Am 1. März 1876 erhielt der junge Münchner Professor Carl Linde das Patent für eine Technik, die im Kern so noch heute in jedem Haushalt zu finden ist, und zwar in Kühlschränken. Die Kompressionskältemaschine wurde schon im 19. Jahrhundert zu einem vollen Erfolg, und zwar zunächst vor allem in den Brauereien des Deutschen Reichs.
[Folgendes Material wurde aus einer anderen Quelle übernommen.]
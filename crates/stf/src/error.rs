//! Bridge error taxonomy.

use custody_bridge_types::RequestStatus;
use custody_primitives::Address;
use thiserror::Error;

/// Caller lacks the role an operation requires.
#[derive(Clone, Debug, Error, PartialEq, Eq)]
pub enum AuthError {
    #[error("sender {0:?} is not the owner")]
    NotOwner(Address),

    #[error("sender {0:?} is not the custodian")]
    NotCustodian(Address),

    #[error("sender {0:?} is not a broker")]
    NotBroker(Address),

    #[error("sender {0:?} is not the bridge")]
    NotBridge(Address),

    #[error("sender {0:?} is not the requester")]
    NotRequester(Address),

    #[error("ownership cannot be renounced")]
    RenounceDisabled,
}

/// Malformed arguments.
#[derive(Clone, Debug, Error, PartialEq, Eq)]
pub enum ValidationError {
    #[error("zero address")]
    ZeroAddress,

    #[error("amount must be positive")]
    ZeroAmount,

    #[error("empty txid")]
    EmptyTxid,

    #[error("{field} longer than {max} bytes")]
    TooLong { field: &'static str, max: usize },

    #[error("empty deposit address")]
    EmptyDepositAddress,

    #[error("wrong deposit address")]
    DepositAddressMismatch,

    #[error("request hash is zero")]
    ZeroRequestHash,

    #[error("{0:?} is not a broker")]
    NotABroker(Address),

    #[error("broker {0:?} already registered")]
    BrokerAlreadyExists(Address),

    #[error("broker {0:?} not registered")]
    BrokerNotFound(Address),

    #[error("broker {0:?} has no burn deposit address set")]
    BrokerDepositAddressNotSet(Address),
}

/// The referenced request cannot take the requested transition.
#[derive(Clone, Debug, Error, PartialEq, Eq)]
pub enum StateError {
    #[error("no request for the given hash")]
    RequestNotFound,

    #[error("request {nonce} is not pending (status {status})")]
    NotPending { nonce: u64, status: RequestStatus },

    #[error("given request hash does not match a pending request")]
    HashMismatch,
}

/// Wrapped token failures.
#[derive(Clone, Debug, Error, PartialEq, Eq)]
pub enum TokenError {
    #[error("token is paused")]
    Paused,

    #[error("token is not paused")]
    NotPaused,

    #[error("insufficient balance (have {have}, need {need})")]
    InsufficientBalance { have: u64, need: u64 },

    #[error("insufficient allowance (have {have}, need {need})")]
    InsufficientAllowance { have: u64, need: u64 },

    #[error("arithmetic overflow")]
    Overflow,

    #[error("zero address")]
    ZeroAddress,

    #[error("sender {0:?} is not the token owner")]
    NotTokenOwner(Address),
}

#[derive(Clone, Debug, Error, PartialEq, Eq)]
pub enum BridgeError {
    #[error("authorization: {0}")]
    Authorization(#[from] AuthError),

    #[error("validation: {0}")]
    Validation(#[from] ValidationError),

    #[error("state: {0}")]
    State(#[from] StateError),

    /// A collaborator rejected an action taken on behalf of a bridge operation.
    #[error("dependency: {0}")]
    Dependency(Box<BridgeError>),

    #[error("token: {0}")]
    Token(#[from] TokenError),
}

/// Coarse error category, for callers that only branch on the class.
#[derive(Copy, Clone, Debug, PartialEq, Eq)]
pub enum ErrorKind {
    Authorization,
    Validation,
    State,
    Dependency,
    Token,
}

impl BridgeError {
    pub fn kind(&self) -> ErrorKind {
        match self {
            BridgeError::Authorization(_) => ErrorKind::Authorization,
            BridgeError::Validation(_) => ErrorKind::Validation,
            BridgeError::State(_) => ErrorKind::State,
            BridgeError::Dependency(_) => ErrorKind::Dependency,
            BridgeError::Token(_) => ErrorKind::Token,
        }
    }

    /// Wraps a collaborator failure.
    pub fn dependency(inner: BridgeError) -> Self {
        BridgeError::Dependency(Box::new(inner))
    }

    /// Innermost error, looking through dependency wrappers.
    pub fn root_cause(&self) -> &BridgeError {
        match self {
            BridgeError::Dependency(inner) => inner.root_cause(),
            other => other,
        }
    }
}

pub type BridgeResult<T> = Result<T, BridgeError>;
/// Declares a unit struct implementing [`Schema`](crate::schema::Schema).
///
/// The tree name is the struct name, so renaming a table orphans its data.
#[macro_export]
macro_rules! define_table {
    ($(#[$docs:meta])+ ( $table_name:ident ) $key:ty => $value:ty) => {
        $(#[$docs])+
        ///
        #[doc = concat!("Takes [`", stringify!($key), "`] as a key and returns [`", stringify!($value), "`]")]
        #[derive(Clone, Copy, Debug, Default)]
        pub(crate) struct $table_name;

        impl $crate::schema::Schema for $table_name {
            const TREE_NAME: &'static str = ::core::stringify!($table_name);
            type Key = $key;
            type Value = $value;
        }

        impl ::std::fmt::Display for $table_name {
            fn fmt(&self, f: &mut ::std::fmt::Formatter<'_>) -> ::std::fmt::Result {
                ::core::write!(f, "{}", stringify!($table_name))
            }
        }
    };
}
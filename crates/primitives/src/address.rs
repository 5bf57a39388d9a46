//! Principal identifiers.

use borsh::{BorshDeserialize, BorshSerialize};
use serde::{Deserialize, Serialize};

use crate::buf::Buf20;

/// Identity of a principal on the host ledger (owner, custodian, broker,
/// controller, bridge or plain token holder).
///
/// The all-zero address is reserved and never denotes a valid principal.
#[derive(
    Copy,
    Clone,
    Default,
    PartialEq,
    Eq,
    PartialOrd,
    Ord,
    Hash,
    BorshSerialize,
    BorshDeserialize,
    Serialize,
    Deserialize,
)]
#[serde(transparent)]
pub struct Address(Buf20);

impl_buf_wrapper!(Address, Buf20, 20);

impl Address {
    /// Constructs an address whose bytes are all `b`. Handy for fixtures.
    pub const fn repeat_byte(b: u8) -> Self {
        Self::new([b; 20])
    }
}
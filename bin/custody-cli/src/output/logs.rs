//! Log trail formatting implementations

use custody_bridge_types::LogEntry;
use serde::Serialize;

use super::{
    helpers::{full_hex, porcelain_field},
    traits::Formattable,
};

#[derive(Serialize)]
pub(crate) struct LogsInfo {
    pub(crate) total: u64,
    pub(crate) entries: Vec<LogEntry>,
}

/// `name sender=<hex> timestamp=<secs>`, shared with submit output.
pub(crate) fn format_log_line(entry: &LogEntry) -> String {
    format!(
        "{} sender={} timestamp={}",
        entry.log().name(),
        full_hex(entry.sender()),
        entry.timestamp()
    )
}

impl Formattable for LogsInfo {
    fn format_porcelain(&self) -> String {
        let mut output = vec![porcelain_field("logs.total", self.total)];
        for entry in &self.entries {
            output.push(porcelain_field(
                &format!("logs.{}", entry.idx()),
                format_log_line(entry),
            ));
        }
        output.join("\n")
    }
}

#[cfg(test)]
mod tests {
    use custody_bridge_types::{BridgeLog, ControllerLog, TokenLog};
    use custody_primitives::Address;

    use super::*;

    #[test]
    fn test_logs_porcelain() {
        let owner = Address::repeat_byte(1);
        let info = LogsInfo {
            total: 9,
            entries: vec![
                LogEntry::new(7, 100, owner, BridgeLog::Token(TokenLog::Pause)),
                LogEntry::new(8, 100, owner, BridgeLog::Controller(ControllerLog::Paused)),
            ],
        };
        let out = info.format_porcelain();
        let lines: Vec<&str> = out.lines().collect();
        assert_eq!(lines[0], "logs.total: 9");
        assert_eq!(
            lines[1],
            format!("logs.7: Pause sender={} timestamp=100", "01".repeat(20))
        );
        assert!(lines[2].starts_with("logs.8: Paused "));
    }
}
Von Kay Müllges | 01.03.2006
    Brauereibesitzer Gabriel Sedlmayer kann zufrieden sein. Das Geschäft läuft wie am Schnürchen. Besonders in diesem heißen Sommer 1873 ist der Bierdurst der Münchner die reine Freude. Es gibt nur ein Problem: Bier will gekühlt sein.

    "Herr Sedlmayer die Eislieferung!"

    "Mei, merer habts ihr net? Des is ja olls scho halber gschmolzen. Schamts ihr euch net, bei dem Preis."

    "Ja, dann suchts eana an anderen Lieferanten. Was glauben Sie, wo man heut no a gescheits Eis herkriegt? Bei die milden Winter. Bis zu die Gletscher in Tirol müss mer neifahrn. Des kost halt."

    "Ja na gebts es her. I brauchs ja."

    In Bayern bevorzugte man – anders als etwa im Rheinland – untergärige Biersorten wie Pils oder Weizenbier. Doch dazu brauchte es Eis, jede Menge Eis, denn diese Biersorten gären am besten bei Temperaturen zwischen vier und neun Grad Celsius und müssen danach noch mehrere Wochen bei null bis zwei Grad Celsius gelagert werden, bei Kühlung mit Natureis eine kostspielige Angelegenheit. Zwar wusste man damals bereits, dass man durch die Verdampfung bestimmter Chemikalien zum Beispiel Kohlensäure oder Ammoniak der Luft Wärme entziehen kann. Doch Kältemaschinen, die auf dieser Erkenntnis aufbauten, funktionierten eher schlecht als recht, bis Carl Linde, ein junger Professor aus München, eine Idee hatte. 1873 trug er sie auf dem Internationalen Bierbrauerkongress in Wien vor.

    "Da das Ammoniak beim Verdampfen der Umgebung Wärme entzieht, ergibt sich folgende Möglichkeit: Wenn man mit Hilfe eines Kompressors das Ammoniak immer weiter verdichtet, lässt sich ein hoher Wirkungsgrad für eine funktionstüchtige Kältemaschine erreichen."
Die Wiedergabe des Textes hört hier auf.